In‐vest″ (?), v. t. [imp. & p. p.Invested; p. pr. & vb. n.Investing.] [L. investire, investitum; pref. in- in + vestire to clothe, fr. vestis clothing: cf. F. investir. See Vest.]

1. To put garments on; to clothe; to dress; to array; — opposed to divest. Usually followed by with, sometimes by in; as, to invest one with a robe.

2. To put on.

Can not find one this girdle to invest. Spenser.

3. To clothe, as with office or authority; to place in possession of rank, dignity, or estate; to endow; to adorn; to grace; to bedeck; as, to invest with honor or glory; to invest with an estate.

I do invest you jointly with my power. Shak.

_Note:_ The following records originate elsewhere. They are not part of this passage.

use crate::errors::{RecordError, Result};
use crate::metadata::MetaData;
use crate::object_id::ObjectId;
use crate::targets::TargetFields;
use crate::value::Value;
use binary_helpers::bitmap::Bitmap;
use std::sync::Arc;

/// A row in transit between the caller and the two files: positional
/// values for a set of target fields, the row's null bitmap, and the
/// variable object id stored alongside the fixed part.
///
/// The null bitmap covers every non-oid column (bit `field_id - 1`), not
/// just the targeted ones, so updates can merge old and new nullness.
#[derive(Debug, Clone)]
pub struct RowData {
    meta: Arc<MetaData>,
    targets: TargetFields,
    values: Vec<Value>,
    null_bits: Bitmap,
    variable_id: ObjectId,
}

impl RowData {
    /// A row addressing every field.
    pub fn new(meta: Arc<MetaData>) -> Self {
        let targets = TargetFields::all(meta.field_count());
        Self::with_targets(meta, targets)
    }

    /// A row addressing only `targets`.
    pub fn with_targets(meta: Arc<MetaData>, targets: TargetFields) -> Self {
        let bits = meta.field_count() - 1;
        let values = vec![Value::Null; targets.len()];
        Self {
            meta,
            targets,
            values,
            null_bits: Bitmap::new(bits),
            variable_id: ObjectId::UNDEFINED,
        }
    }

    pub fn targets(&self) -> &TargetFields {
        &self.targets
    }

    /// Installs the values, checking each against the schema and folding
    /// their nullness into the bitmap. Bits of untargeted fields keep
    /// whatever the bitmap already holds.
    pub fn set_values(&mut self, values: Vec<Value>) -> Result<()> {
        if values.len() != self.targets.len() {
            return Err(RecordError::BadArgument(format!(
                "expected {} values, got {}",
                self.targets.len(),
                values.len()
            )));
        }
        for (index, field_id) in self.targets.enumerate() {
            let value = &values[index];
            if field_id == 0 {
                // The object-id column is assigned by the engine; accept
                // a placeholder of either shape.
                if !matches!(value, Value::Null | Value::ObjectId(_)) {
                    return Err(RecordError::BadArgument(
                        "column 0 carries the object id".into(),
                    ));
                }
                continue;
            }
            if value.is_null() {
                self.null_bits.set(field_id - 1)?;
            } else {
                if !value.matches(self.meta.column(field_id)) {
                    return Err(RecordError::BadArgument(format!(
                        "value for column {field_id} does not match its declared type"
                    )));
                }
                self.null_bits.reset(field_id - 1)?;
            }
        }
        self.values = values;
        Ok(())
    }

    pub fn is_null(&self, field_id: usize) -> bool {
        field_id != 0 && self.null_bits.test(field_id - 1)
    }

    /// True when any variable column of the row is non-null.
    pub fn has_variable_data(&self) -> bool {
        self.meta
            .variable_fields()
            .iter()
            .any(|field_id| !self.is_null(field_id))
    }

    pub fn value_at(&self, index: usize) -> &Value {
        &self.values[index]
    }

    pub fn set_value_at(&mut self, index: usize, value: Value) {
        self.values[index] = value;
    }

    pub fn value_for_field(&self, field_id: usize) -> Option<&Value> {
        self.targets.index_of(field_id).map(|index| &self.values[index])
    }

    pub fn null_bits(&self) -> &Bitmap {
        &self.null_bits
    }

    pub fn set_null_bits(&mut self, bits: Bitmap) {
        self.null_bits = bits;
    }

    pub fn variable_id(&self) -> ObjectId {
        self.variable_id
    }

    pub fn set_variable_id(&mut self, id: ObjectId) {
        self.variable_id = id;
    }

    pub fn meta(&self) -> &Arc<MetaData> {
        &self.meta
    }

    pub fn into_values(self) -> Vec<Value> {
        self.values
    }
}

#[cfg(test)]
mod tests {
    use super::*;
    use crate::metadata::MetaDataOptions;
    use crate::schema::{ColumnSpec, EncodingForm, Schema};

    fn meta() -> Arc<MetaData> {
        let schema = Schema::new(vec![
            ColumnSpec::object_id(),
            ColumnSpec::int(),
            ColumnSpec::string(EncodingForm::Utf8, 100),
        ]);
        Arc::new(MetaData::new(schema, &MetaDataOptions::default()).unwrap())
    }

    #[test]
    fn set_values_tracks_nullness() {
        let mut row = RowData::new(meta());
        row.set_values(vec![Value::Null, Value::Int(5), Value::Null])
            .unwrap();
        assert!(!row.is_null(1));
        assert!(row.is_null(2));
        assert!(!row.has_variable_data());
    }

    #[test]
    fn variable_data_is_detected() {
        let mut row = RowData::new(meta());
        row.set_values(vec![Value::Null, Value::Null, Value::String("x".into())])
            .unwrap();
        assert!(row.has_variable_data());
    }

    #[test]
    fn type_mismatch_is_a_bad_argument() {
        let mut row = RowData::new(meta());
        let result = row.set_values(vec![Value::Null, Value::BigInt(5), Value::Null]);
        assert!(matches!(result, Err(RecordError::BadArgument(_))));
    }

    #[test]
    fn wrong_arity_is_a_bad_argument() {
        let mut row = RowData::new(meta());
        assert!(matches!(
            row.set_values(vec![Value::Null]),
            Err(RecordError::BadArgument(_))
        ));
    }

    #[test]
    fn untargeted_bits_survive_a_partial_update() {
        let meta = meta();
        let mut row = RowData::with_targets(Arc::clone(&meta), TargetFields::new(vec![1]));
        let mut old_bits = Bitmap::new(2);
        old_bits.set(1).unwrap(); // column 2 was null before the update
        row.set_null_bits(old_bits);
        row.set_values(vec![Value::Int(9)]).unwrap();
        assert!(!row.is_null(1));
        assert!(row.is_null(2));
    }
}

4. To surround, accompany, or attend.

Awe such as must always invest the spectacle of the guilt. Hawthorne.

5. To confer; to give.

It investeth a right of government. Bacon.

6. (Mil.) To inclose; to surround or hem in with troops, so as to intercept succors of men and provisions and prevent escape; to lay siege to; as, to invest a town.

7. To lay out (money or capital) in business with the view of obtaining an income or profit; as, to invest money in bank stock.